[Task material — start]

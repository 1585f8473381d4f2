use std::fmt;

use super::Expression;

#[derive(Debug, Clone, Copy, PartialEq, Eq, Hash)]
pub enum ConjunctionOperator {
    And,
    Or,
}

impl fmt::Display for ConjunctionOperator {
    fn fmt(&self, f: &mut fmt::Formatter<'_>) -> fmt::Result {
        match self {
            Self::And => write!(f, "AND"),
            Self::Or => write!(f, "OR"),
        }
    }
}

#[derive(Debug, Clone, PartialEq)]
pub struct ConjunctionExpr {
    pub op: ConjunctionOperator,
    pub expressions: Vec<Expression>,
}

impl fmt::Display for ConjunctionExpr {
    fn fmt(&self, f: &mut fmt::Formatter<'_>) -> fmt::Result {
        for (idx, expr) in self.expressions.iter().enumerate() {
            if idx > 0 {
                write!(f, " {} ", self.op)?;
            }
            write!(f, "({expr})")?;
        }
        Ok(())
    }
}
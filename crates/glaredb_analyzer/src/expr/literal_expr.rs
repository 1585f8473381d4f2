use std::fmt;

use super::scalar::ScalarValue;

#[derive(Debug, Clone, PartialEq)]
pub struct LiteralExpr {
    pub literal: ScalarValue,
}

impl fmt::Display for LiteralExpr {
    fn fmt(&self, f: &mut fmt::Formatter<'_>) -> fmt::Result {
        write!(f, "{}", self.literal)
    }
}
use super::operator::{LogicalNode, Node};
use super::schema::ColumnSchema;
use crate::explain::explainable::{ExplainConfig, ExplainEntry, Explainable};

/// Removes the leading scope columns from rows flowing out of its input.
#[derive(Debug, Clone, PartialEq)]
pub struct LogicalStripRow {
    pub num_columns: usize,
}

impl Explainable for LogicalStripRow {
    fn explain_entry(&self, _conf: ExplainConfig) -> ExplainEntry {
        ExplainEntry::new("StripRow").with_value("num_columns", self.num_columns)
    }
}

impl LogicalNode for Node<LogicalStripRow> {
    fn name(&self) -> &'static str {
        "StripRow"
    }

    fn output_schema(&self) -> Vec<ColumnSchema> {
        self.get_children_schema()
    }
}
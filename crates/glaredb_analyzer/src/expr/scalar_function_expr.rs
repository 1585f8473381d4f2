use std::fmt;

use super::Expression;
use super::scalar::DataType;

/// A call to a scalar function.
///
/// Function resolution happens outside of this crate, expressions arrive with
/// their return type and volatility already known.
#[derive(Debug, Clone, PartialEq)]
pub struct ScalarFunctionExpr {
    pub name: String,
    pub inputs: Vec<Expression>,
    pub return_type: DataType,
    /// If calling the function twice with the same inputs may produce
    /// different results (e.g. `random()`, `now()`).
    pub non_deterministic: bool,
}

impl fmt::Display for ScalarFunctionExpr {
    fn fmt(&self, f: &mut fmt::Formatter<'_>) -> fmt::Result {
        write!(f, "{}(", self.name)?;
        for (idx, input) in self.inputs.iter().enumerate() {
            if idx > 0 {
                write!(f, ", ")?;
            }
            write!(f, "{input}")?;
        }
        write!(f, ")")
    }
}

[Task material — finish]
[Task material — start]

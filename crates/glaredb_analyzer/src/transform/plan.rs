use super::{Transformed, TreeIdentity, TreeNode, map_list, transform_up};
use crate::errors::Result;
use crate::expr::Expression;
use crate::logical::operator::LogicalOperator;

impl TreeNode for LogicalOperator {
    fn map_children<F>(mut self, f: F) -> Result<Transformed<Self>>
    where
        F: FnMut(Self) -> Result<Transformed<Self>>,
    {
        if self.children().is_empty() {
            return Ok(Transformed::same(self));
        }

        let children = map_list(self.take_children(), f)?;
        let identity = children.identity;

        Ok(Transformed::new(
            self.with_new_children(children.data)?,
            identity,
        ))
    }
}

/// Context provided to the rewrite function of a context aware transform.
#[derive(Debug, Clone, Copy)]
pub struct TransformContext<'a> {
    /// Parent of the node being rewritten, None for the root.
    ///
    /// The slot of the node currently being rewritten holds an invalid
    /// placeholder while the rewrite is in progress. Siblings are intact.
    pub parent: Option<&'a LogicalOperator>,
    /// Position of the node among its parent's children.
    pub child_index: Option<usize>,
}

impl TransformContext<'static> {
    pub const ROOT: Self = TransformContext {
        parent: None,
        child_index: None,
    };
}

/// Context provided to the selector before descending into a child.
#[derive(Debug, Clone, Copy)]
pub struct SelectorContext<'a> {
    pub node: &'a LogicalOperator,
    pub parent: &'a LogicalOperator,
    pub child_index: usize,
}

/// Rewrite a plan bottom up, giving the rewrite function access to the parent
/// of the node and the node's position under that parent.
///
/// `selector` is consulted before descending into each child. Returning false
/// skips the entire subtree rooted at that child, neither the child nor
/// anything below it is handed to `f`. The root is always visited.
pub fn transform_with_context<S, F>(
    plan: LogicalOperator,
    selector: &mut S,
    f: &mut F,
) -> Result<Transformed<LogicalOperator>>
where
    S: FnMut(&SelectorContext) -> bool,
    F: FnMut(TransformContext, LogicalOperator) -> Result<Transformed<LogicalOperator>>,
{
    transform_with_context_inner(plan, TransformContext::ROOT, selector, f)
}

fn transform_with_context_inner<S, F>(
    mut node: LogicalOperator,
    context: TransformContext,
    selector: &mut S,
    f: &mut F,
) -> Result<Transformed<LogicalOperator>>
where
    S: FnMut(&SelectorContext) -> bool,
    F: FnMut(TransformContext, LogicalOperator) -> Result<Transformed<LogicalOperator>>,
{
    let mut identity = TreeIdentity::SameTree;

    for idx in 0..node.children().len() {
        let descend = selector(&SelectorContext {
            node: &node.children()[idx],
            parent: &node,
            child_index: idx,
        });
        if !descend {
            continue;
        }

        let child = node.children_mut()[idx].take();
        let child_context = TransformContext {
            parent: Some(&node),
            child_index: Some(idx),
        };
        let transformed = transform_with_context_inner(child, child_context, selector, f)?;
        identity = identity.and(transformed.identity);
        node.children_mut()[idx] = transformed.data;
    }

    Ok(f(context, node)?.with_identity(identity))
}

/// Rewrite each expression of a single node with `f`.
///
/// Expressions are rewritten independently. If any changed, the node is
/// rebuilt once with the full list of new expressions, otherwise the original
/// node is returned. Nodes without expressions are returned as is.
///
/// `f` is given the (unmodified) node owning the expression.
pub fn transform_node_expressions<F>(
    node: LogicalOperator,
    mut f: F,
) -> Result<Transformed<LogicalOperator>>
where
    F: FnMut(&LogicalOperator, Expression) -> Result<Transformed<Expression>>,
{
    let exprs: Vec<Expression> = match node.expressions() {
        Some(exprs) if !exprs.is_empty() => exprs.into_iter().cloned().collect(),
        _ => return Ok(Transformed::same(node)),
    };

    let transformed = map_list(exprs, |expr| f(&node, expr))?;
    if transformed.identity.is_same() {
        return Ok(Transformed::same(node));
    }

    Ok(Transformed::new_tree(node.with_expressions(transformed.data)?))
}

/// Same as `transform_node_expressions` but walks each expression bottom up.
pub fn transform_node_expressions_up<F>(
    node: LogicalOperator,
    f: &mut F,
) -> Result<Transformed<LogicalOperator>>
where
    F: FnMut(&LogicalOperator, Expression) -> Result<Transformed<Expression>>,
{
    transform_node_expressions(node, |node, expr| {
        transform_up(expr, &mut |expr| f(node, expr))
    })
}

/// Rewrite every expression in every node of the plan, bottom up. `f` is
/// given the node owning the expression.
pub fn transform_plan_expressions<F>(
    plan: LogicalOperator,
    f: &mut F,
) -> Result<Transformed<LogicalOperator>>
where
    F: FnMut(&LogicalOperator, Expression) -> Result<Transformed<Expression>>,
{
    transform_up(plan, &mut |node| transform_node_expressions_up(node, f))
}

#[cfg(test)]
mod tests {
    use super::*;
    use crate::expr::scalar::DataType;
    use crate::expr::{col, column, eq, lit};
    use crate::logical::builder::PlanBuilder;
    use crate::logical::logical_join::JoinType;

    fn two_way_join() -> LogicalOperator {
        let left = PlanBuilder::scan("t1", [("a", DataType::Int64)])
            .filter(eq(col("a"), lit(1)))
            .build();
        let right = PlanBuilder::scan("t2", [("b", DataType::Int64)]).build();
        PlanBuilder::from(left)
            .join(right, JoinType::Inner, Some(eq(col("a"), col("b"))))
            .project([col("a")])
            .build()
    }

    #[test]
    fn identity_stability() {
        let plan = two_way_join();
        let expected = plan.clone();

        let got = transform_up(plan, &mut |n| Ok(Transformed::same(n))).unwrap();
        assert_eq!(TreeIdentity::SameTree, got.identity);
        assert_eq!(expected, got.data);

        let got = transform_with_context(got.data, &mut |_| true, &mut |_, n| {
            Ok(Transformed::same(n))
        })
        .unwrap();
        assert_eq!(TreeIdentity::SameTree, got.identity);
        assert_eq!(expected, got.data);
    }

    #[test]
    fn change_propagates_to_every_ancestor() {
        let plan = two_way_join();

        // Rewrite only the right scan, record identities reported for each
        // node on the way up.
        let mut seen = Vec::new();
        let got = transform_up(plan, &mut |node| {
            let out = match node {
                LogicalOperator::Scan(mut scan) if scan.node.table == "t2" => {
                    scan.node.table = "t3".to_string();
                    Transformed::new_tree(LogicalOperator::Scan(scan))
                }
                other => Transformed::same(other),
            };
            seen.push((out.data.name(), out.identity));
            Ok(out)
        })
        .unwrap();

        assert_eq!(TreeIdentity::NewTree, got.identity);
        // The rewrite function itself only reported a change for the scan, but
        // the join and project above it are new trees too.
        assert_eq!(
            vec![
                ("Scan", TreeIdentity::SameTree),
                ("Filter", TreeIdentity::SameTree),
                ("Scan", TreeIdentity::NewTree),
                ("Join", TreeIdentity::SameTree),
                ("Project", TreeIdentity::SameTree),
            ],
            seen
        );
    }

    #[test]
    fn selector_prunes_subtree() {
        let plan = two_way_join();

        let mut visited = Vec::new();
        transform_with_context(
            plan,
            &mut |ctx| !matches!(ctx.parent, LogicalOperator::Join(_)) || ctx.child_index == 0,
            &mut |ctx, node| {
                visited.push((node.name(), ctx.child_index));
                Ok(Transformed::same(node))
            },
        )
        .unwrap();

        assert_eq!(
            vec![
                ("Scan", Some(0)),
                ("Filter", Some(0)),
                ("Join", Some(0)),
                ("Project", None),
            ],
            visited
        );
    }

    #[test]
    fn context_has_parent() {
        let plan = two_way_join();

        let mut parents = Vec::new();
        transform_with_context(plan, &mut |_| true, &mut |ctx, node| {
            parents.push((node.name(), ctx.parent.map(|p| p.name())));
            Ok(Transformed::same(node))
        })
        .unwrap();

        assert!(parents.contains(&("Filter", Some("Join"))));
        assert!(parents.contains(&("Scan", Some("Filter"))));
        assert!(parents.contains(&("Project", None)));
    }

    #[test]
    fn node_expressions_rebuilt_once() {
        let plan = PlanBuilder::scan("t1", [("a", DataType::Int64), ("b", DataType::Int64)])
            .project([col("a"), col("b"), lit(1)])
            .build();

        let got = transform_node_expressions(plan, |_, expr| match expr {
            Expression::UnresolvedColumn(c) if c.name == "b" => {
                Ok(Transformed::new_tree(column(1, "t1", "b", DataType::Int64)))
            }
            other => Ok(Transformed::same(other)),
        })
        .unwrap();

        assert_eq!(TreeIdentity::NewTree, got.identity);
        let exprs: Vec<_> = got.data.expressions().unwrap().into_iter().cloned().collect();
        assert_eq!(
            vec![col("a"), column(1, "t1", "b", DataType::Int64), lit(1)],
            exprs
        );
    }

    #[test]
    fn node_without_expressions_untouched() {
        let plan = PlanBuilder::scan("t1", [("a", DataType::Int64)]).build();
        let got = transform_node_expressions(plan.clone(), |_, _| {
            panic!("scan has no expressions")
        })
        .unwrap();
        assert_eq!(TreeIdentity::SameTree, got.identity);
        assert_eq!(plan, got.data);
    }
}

[Task material — finish]
[Task material — start]

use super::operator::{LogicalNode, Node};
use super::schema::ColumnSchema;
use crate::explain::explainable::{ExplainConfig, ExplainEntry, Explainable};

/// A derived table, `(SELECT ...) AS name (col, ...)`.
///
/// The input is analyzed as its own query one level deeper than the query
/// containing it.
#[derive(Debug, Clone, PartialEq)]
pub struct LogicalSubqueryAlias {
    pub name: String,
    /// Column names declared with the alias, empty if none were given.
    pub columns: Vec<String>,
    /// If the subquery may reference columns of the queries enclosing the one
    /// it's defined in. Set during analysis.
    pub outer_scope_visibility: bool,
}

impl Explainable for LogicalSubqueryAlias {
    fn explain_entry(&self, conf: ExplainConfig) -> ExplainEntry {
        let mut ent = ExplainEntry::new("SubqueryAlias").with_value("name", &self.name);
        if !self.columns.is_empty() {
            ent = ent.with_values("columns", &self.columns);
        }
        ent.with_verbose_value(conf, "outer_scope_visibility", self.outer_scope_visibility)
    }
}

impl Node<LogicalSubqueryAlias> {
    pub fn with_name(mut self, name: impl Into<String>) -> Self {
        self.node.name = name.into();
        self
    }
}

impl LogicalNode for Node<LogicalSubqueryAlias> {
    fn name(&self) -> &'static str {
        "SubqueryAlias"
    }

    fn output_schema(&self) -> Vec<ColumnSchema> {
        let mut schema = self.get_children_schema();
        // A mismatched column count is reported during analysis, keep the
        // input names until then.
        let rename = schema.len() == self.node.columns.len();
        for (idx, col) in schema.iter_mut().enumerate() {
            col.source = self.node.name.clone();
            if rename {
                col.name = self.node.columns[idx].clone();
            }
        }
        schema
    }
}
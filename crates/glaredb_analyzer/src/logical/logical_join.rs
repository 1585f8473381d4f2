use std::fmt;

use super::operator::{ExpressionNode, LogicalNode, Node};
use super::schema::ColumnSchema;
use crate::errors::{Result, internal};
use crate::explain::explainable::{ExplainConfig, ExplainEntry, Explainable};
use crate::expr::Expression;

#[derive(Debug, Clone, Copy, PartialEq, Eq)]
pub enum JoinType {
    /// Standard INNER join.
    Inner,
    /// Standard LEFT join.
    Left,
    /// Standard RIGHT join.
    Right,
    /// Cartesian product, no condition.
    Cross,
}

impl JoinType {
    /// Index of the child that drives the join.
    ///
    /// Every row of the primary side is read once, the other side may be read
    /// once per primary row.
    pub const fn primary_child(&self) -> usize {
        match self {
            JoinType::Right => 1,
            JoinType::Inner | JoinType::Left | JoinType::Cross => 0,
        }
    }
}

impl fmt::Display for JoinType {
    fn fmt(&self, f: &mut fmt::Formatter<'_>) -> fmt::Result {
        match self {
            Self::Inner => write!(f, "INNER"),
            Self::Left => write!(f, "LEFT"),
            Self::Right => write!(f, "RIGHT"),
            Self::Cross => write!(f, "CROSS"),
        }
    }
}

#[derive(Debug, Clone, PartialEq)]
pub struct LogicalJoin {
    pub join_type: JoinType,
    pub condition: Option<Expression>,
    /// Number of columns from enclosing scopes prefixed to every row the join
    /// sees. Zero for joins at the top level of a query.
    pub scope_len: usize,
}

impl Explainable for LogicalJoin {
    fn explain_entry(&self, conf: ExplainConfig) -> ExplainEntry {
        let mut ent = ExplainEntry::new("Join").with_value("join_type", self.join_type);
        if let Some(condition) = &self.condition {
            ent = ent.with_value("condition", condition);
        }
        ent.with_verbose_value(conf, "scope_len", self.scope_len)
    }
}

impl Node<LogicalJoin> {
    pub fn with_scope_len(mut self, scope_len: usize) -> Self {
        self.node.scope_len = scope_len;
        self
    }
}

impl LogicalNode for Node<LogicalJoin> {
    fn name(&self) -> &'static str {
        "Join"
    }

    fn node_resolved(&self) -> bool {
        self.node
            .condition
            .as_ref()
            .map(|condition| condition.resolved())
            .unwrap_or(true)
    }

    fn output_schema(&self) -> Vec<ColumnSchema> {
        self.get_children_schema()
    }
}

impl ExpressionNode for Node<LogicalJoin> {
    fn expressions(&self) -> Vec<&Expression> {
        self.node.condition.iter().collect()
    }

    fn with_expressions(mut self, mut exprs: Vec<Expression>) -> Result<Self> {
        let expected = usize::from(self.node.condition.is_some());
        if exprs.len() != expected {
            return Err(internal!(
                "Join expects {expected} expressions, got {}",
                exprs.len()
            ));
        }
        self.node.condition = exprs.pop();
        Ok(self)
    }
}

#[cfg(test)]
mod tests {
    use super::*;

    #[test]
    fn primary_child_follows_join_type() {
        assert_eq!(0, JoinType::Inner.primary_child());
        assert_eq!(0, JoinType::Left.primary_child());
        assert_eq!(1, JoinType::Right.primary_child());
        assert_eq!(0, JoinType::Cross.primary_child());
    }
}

[Task material — finish]

## Task:
Retrieve each line of the data in which the word "LogicalSubqueryAlias" can be found.

## Response:
pub struct LogicalSubqueryAlias {
impl Explainable for LogicalSubqueryAlias {
impl Node<LogicalSubqueryAlias> {
impl LogicalNode for Node<LogicalSubqueryAlias> {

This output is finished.